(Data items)
:::::

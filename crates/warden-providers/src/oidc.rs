//! Generic OpenID Connect provider adapter.
//!
//! Every endpoint is configured explicitly; there is no discovery.

use async_trait::async_trait;
use reqwest::Client;
use serde::Deserialize;
use tracing::instrument;
use warden_core::{AuthProvider, ProviderType};

use crate::error::ProviderResult;
use crate::http::{authorization_url, fetch_userinfo, request_token, TokenGrant};
use crate::identity::AuthIdentity;
use crate::provider::OAuthProvider;
use crate::token::AuthToken;

pub const OIDC_CLIENT_ID: &str = "OIDC_CLIENT_ID";
pub const OIDC_CLIENT_SECRET: &str = "OIDC_CLIENT_SECRET";
pub const OIDC_REDIRECT_URL: &str = "OIDC_REDIRECT_URL";
pub const OIDC_AUTH_URL: &str = "OIDC_AUTH_URL";
pub const OIDC_TOKEN_URL: &str = "OIDC_TOKEN_URL";
pub const OIDC_USERINFO_URL: &str = "OIDC_USERINFO_URL";
pub const OIDC_SCOPES: &str = "OIDC_SCOPES";

/// Scopes requested when `OIDC_SCOPES` is absent or blank.
pub const DEFAULT_OIDC_SCOPES: &str = "openid profile email";

/// Connection settings for one OIDC identity provider.
#[derive(Clone, PartialEq, Eq)]
pub struct OidcSettings {
    pub client_id: String,
    pub client_secret: String,
    pub redirect_url: String,
    pub auth_url: String,
    pub token_url: String,
    pub userinfo_url: String,
    pub scopes: String,
}

impl OidcSettings {
    /// Read settings from decrypted provider params.
    #[must_use]
    pub fn from_config(config: &AuthProvider) -> Self {
        let scopes = config
            .param(OIDC_SCOPES)
            .map(str::trim)
            .filter(|s| !s.is_empty())
            .unwrap_or(DEFAULT_OIDC_SCOPES)
            .to_string();

        Self {
            client_id: config.param_or_empty(OIDC_CLIENT_ID),
            client_secret: config.param_or_empty(OIDC_CLIENT_SECRET),
            redirect_url: config.param_or_empty(OIDC_REDIRECT_URL),
            auth_url: config.param_or_empty(OIDC_AUTH_URL),
            token_url: config.param_or_empty(OIDC_TOKEN_URL),
            userinfo_url: config.param_or_empty(OIDC_USERINFO_URL),
            scopes,
        }
    }
}

impl std::fmt::Debug for OidcSettings {
    fn fmt(&self, f: &mut std::fmt::Formatter<'_>) -> std::fmt::Result {
        f.debug_struct("OidcSettings")
            .field("client_id", &self.client_id)
            .field("client_secret", &"[REDACTED]")
            .field("redirect_url", &self.redirect_url)
            .field("auth_url", &self.auth_url)
            .field("token_url", &self.token_url)
            .field("userinfo_url", &self.userinfo_url)
            .field("scopes", &self.scopes)
            .finish()
    }
}

/// Standard OIDC userinfo claims (OpenID Connect Core §5.1).
#[derive(Debug, Default, Deserialize)]
struct OidcUserInfo {
    #[serde(default)]
    email: Option<String>,
    #[serde(default)]
    name: Option<String>,
    #[serde(default)]
    given_name: Option<String>,
    #[serde(default)]
    family_name: Option<String>,
    #[serde(default)]
    preferred_username: Option<String>,
    #[serde(default)]
    picture: Option<String>,
}

impl OidcUserInfo {
    /// `name`, else `given_name family_name`, else `given_name`, else
    /// `preferred_username`.
    fn display_name(&self) -> Option<String> {
        fn present(v: &Option<String>) -> Option<&str> {
            v.as_deref().map(str::trim).filter(|s| !s.is_empty())
        }

        present(&self.name)
            .map(str::to_string)
            .or_else(|| match (present(&self.given_name), present(&self.family_name)) {
                (Some(given), Some(family)) => Some(format!("{given} {family}")),
                (Some(given), None) => Some(given.to_string()),
                _ => None,
            })
            .or_else(|| present(&self.preferred_username).map(str::to_string))
    }

    fn into_identities(self) -> Vec<AuthIdentity> {
        let mut identities = Vec::with_capacity(3);

        if let Some(email) = self.email.as_deref().filter(|e| !e.is_empty()) {
            identities.push(AuthIdentity::email(email));
        }
        if let Some(name) = self.display_name() {
            identities.push(AuthIdentity::name(name));
        }
        if let Some(picture) = self.picture.as_deref().filter(|p| !p.is_empty()) {
            identities.push(AuthIdentity::profile_pic(picture));
        }

        identities
    }
}

/// Generic OIDC provider.
#[derive(Debug, Clone)]
pub struct OidcProvider {
    settings: OidcSettings,
    http_client: Client,
}

impl OidcProvider {
    #[must_use]
    pub fn new(settings: OidcSettings, http_client: Client) -> Self {
        Self {
            settings,
            http_client,
        }
    }

    /// Create a provider from a stored configuration with decrypted params.
    #[must_use]
    pub fn from_config(config: &AuthProvider, http_client: Client) -> Self {
        Self::new(OidcSettings::from_config(config), http_client)
    }

    #[must_use]
    pub fn settings(&self) -> &OidcSettings {
        &self.settings
    }
}

#[async_trait]
impl OAuthProvider for OidcProvider {
    fn provider_type(&self) -> ProviderType {
        ProviderType::Oidc
    }

    fn has_refresh_token_flow(&self) -> bool {
        true
    }

    fn auth_code_url(&self, state: &str) -> ProviderResult<String> {
        let s = &self.settings;
        authorization_url(
            &s.auth_url,
            &[
                ("client_id", s.client_id.as_str()),
                ("redirect_uri", s.redirect_url.as_str()),
                ("response_type", "code"),
                ("scope", s.scopes.as_str()),
                ("state", state),
                ("access_type", "offline"),
                ("prompt", "consent"),
            ],
        )
    }

    #[instrument(skip(self, code), fields(token_url = %self.settings.token_url))]
    async fn verify_code(&self, code: &str) -> ProviderResult<AuthToken> {
        let s = &self.settings;
        let form = [
            ("client_id", s.client_id.as_str()),
            ("client_secret", s.client_secret.as_str()),
            ("code", code),
            ("grant_type", "authorization_code"),
            ("redirect_uri", s.redirect_url.as_str()),
        ];
        request_token(
            &self.http_client,
            ProviderType::Oidc,
            TokenGrant::AuthorizationCode,
            &s.token_url,
            &form,
            None,
        )
        .await
    }

    #[instrument(skip(self, refresh_token), fields(token_url = %self.settings.token_url))]
    async fn refresh_token(&self, refresh_token: &str) -> ProviderResult<AuthToken> {
        let s = &self.settings;
        let form = [
            ("client_id", s.client_id.as_str()),
            ("client_secret", s.client_secret.as_str()),
            ("refresh_token", refresh_token),
            ("grant_type", "refresh_token"),
        ];
        request_token(
            &self.http_client,
            ProviderType::Oidc,
            TokenGrant::RefreshToken,
            &s.token_url,
            &form,
            Some(refresh_token),
        )
        .await
    }

    #[instrument(skip(self, access_token), fields(userinfo_url = %self.settings.userinfo_url))]
    async fn get_identity(&self, access_token: &str) -> ProviderResult<Vec<AuthIdentity>> {
        let info: OidcUserInfo = fetch_userinfo(
            &self.http_client,
            ProviderType::Oidc,
            &self.settings.userinfo_url,
            access_token,
        )
        .await?;

        Ok(info.into_identities())
    }
}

:::::

▶ WHAT IS REQUIRED
Exactly reproduce every line of the data above.

▶ RESULT OF THIS EXERCISE
filename crates/warden-providers/src/oidc.rs
//! Generic OpenID Connect provider adapter.
//!
//! Every endpoint is configured explicitly; there is no discovery.

use async_trait::async_trait;
use reqwest::Client;
use serde::Deserialize;
use tracing::instrument;
use warden_core::{AuthProvider, ProviderType};

use crate::error::ProviderResult;
use crate::http::{authorization_url, fetch_userinfo, request_token, TokenGrant};
use crate::identity::AuthIdentity;
use crate::provider::OAuthProvider;
use crate::token::AuthToken;

pub const OIDC_CLIENT_ID: &str = "OIDC_CLIENT_ID";
pub const OIDC_CLIENT_SECRET: &str = "OIDC_CLIENT_SECRET";
pub const OIDC_REDIRECT_URL: &str = "OIDC_REDIRECT_URL";
pub const OIDC_AUTH_URL: &str = "OIDC_AUTH_URL";
pub const OIDC_TOKEN_URL: &str = "OIDC_TOKEN_URL";
pub const OIDC_USERINFO_URL: &str = "OIDC_USERINFO_URL";
pub const OIDC_SCOPES: &str = "OIDC_SCOPES";

/// Scopes requested when `OIDC_SCOPES` is absent or blank.
pub const DEFAULT_OIDC_SCOPES: &str = "openid profile email";

/// Connection settings for one OIDC identity provider.
#[derive(Clone, PartialEq, Eq)]
pub struct OidcSettings {
    pub client_id: String,
    pub client_secret: String,
    pub redirect_url: String,
    pub auth_url: String,
    pub token_url: String,
    pub userinfo_url: String,
    pub scopes: String,
}

impl OidcSettings {
    /// Read settings from decrypted provider params.
    #[must_use]
    pub fn from_config(config: &AuthProvider) -> Self {
        let scopes = config
            .param(OIDC_SCOPES)
            .map(str::trim)
            .filter(|s| !s.is_empty())
            .unwrap_or(DEFAULT_OIDC_SCOPES)
            .to_string();

        Self {
            client_id: config.param_or_empty(OIDC_CLIENT_ID),
            client_secret: config.param_or_empty(OIDC_CLIENT_SECRET),
            redirect_url: config.param_or_empty(OIDC_REDIRECT_URL),
            auth_url: config.param_or_empty(OIDC_AUTH_URL),
            token_url: config.param_or_empty(OIDC_TOKEN_URL),
            userinfo_url: config.param_or_empty(OIDC_USERINFO_URL),
            scopes,
        }
    }
}

impl std::fmt::Debug for OidcSettings {
    fn fmt(&self, f: &mut std::fmt::Formatter<'_>) -> std::fmt::Result {
        f.debug_struct("OidcSettings")
            .field("client_id", &self.client_id)
            .field("client_secret", &"[REDACTED]")
            .field("redirect_url", &self.redirect_url)
            .field("auth_url", &self.auth_url)
            .field("token_url", &self.token_url)
            .field("userinfo_url", &self.userinfo_url)
            .field("scopes", &self.scopes)
            .finish()
    }
}

/// Standard OIDC userinfo claims (OpenID Connect Core §5.1).
#[derive(Debug, Default, Deserialize)]
struct OidcUserInfo {
    #[serde(default)]
    email: Option<String>,
    #[serde(default)]
    name: Option<String>,
    #[serde(default)]
    given_name: Option<String>,
    #[serde(default)]
    family_name: Option<String>,
    #[serde(default)]
    preferred_username: Option<String>,
    #[serde(default)]
    picture: Option<String>,
}

impl OidcUserInfo {
    /// `name`, else `given_name family_name`, else `given_name`, else
    /// `preferred_username`.
    fn display_name(&self) -> Option<String> {
        fn present(v: &Option<String>) -> Option<&str> {
            v.as_deref().map(str::trim).filter(|s| !s.is_empty())
        }

        present(&self.name)
            .map(str::to_string)
            .or_else(|| match (present(&self.given_name), present(&self.family_name)) {
                (Some(given), Some(family)) => Some(format!("{given} {family}")),
                (Some(given), None) => Some(given.to_string()),
                _ => None,
            })
            .or_else(|| present(&self.preferred_username).map(str::to_string))
    }

    fn into_identities(self) -> Vec<AuthIdentity> {
        let mut identities = Vec::with_capacity(3);

        if let Some(email) = self.email.as_deref().filter(|e| !e.is_empty()) {
            identities.push(AuthIdentity::email(email));
        }
        if let Some(name) = self.display_name() {
            identities.push(AuthIdentity::name(name));
        }
        if let Some(picture) = self.picture.as_deref().filter(|p| !p.is_empty()) {
            identities.push(AuthIdentity::profile_pic(picture));
        }

        identities
    }
}

/// Generic OIDC provider.
#[derive(Debug, Clone)]
pub struct OidcProvider {
    settings: OidcSettings,
    http_client: Client,
}

impl OidcProvider {
    #[must_use]
    pub fn new(settings: OidcSettings, http_client: Client) -> Self {
        Self {
            settings,
            http_client,
        }
    }

    /// Create a provider from a stored configuration with decrypted params.
    #[must_use]
    pub fn from_config(config: &AuthProvider, http_client: Client) -> Self {
        Self::new(OidcSettings::from_config(config), http_client)
    }

    #[must_use]
    pub fn settings(&self) -> &OidcSettings {
        &self.settings
    }
}

#[async_trait]
impl OAuthProvider for OidcProvider {
    fn provider_type(&self) -> ProviderType {
        ProviderType::Oidc
    }

    fn has_refresh_token_flow(&self) -> bool {
        true
    }

    fn auth_code_url(&self, state: &str) -> ProviderResult<String> {
        let s = &self.settings;
        authorization_url(
            &s.auth_url,
            &[
                ("client_id", s.client_id.as_str()),
                ("redirect_uri", s.redirect_url.as_str()),
                ("response_type", "code"),
                ("scope", s.scopes.as_str()),
                ("state", state),
                ("access_type", "offline"),
                ("prompt", "consent"),
            ],
        )
    }

    #[instrument(skip(self, code), fields(token_url = %self.settings.token_url))]
    async fn verify_code(&self, code: &str) -> ProviderResult<AuthToken> {
        let s = &self.settings;
        let form = [
            ("client_id", s.client_id.as_str()),
            ("client_secret", s.client_secret.as_str()),
            ("code", code),
            ("grant_type", "authorization_code"),
            ("redirect_uri", s.redirect_url.as_str()),
        ];
        request_token(
            &self.http_client,
            ProviderType::Oidc,
            TokenGrant::AuthorizationCode,
            &s.token_url,
            &form,
            None,
        )
        .await
    }

    #[instrument(skip(self, refresh_token), fields(token_url = %self.settings.token_url))]
    async fn refresh_token(&self, refresh_token: &str) -> ProviderResult<AuthToken> {
        let s = &self.settings;
        let form = [
            ("client_id", s.client_id.as_str()),
            ("client_secret", s.client_secret.as_str()),
            ("refresh_token", refresh_token),
            ("grant_type", "refresh_token"),
        ];
        request_token(
            &self.http_client,
            ProviderType::Oidc,
            TokenGrant::RefreshToken,
            &s.token_url,
            &form,
            Some(refresh_token),
        )
        .await
    }

    #[instrument(skip(self, access_token), fields(userinfo_url = %self.settings.userinfo_url))]
    async fn get_identity(&self, access_token: &str) -> ProviderResult<Vec<AuthIdentity>> {
        let info: OidcUserInfo = fetch_userinfo(
            &self.http_client,
            ProviderType::Oidc,
            &self.settings.userinfo_url,
            access_token,
        )
        .await?;

        Ok(info.into_identities())
    }
}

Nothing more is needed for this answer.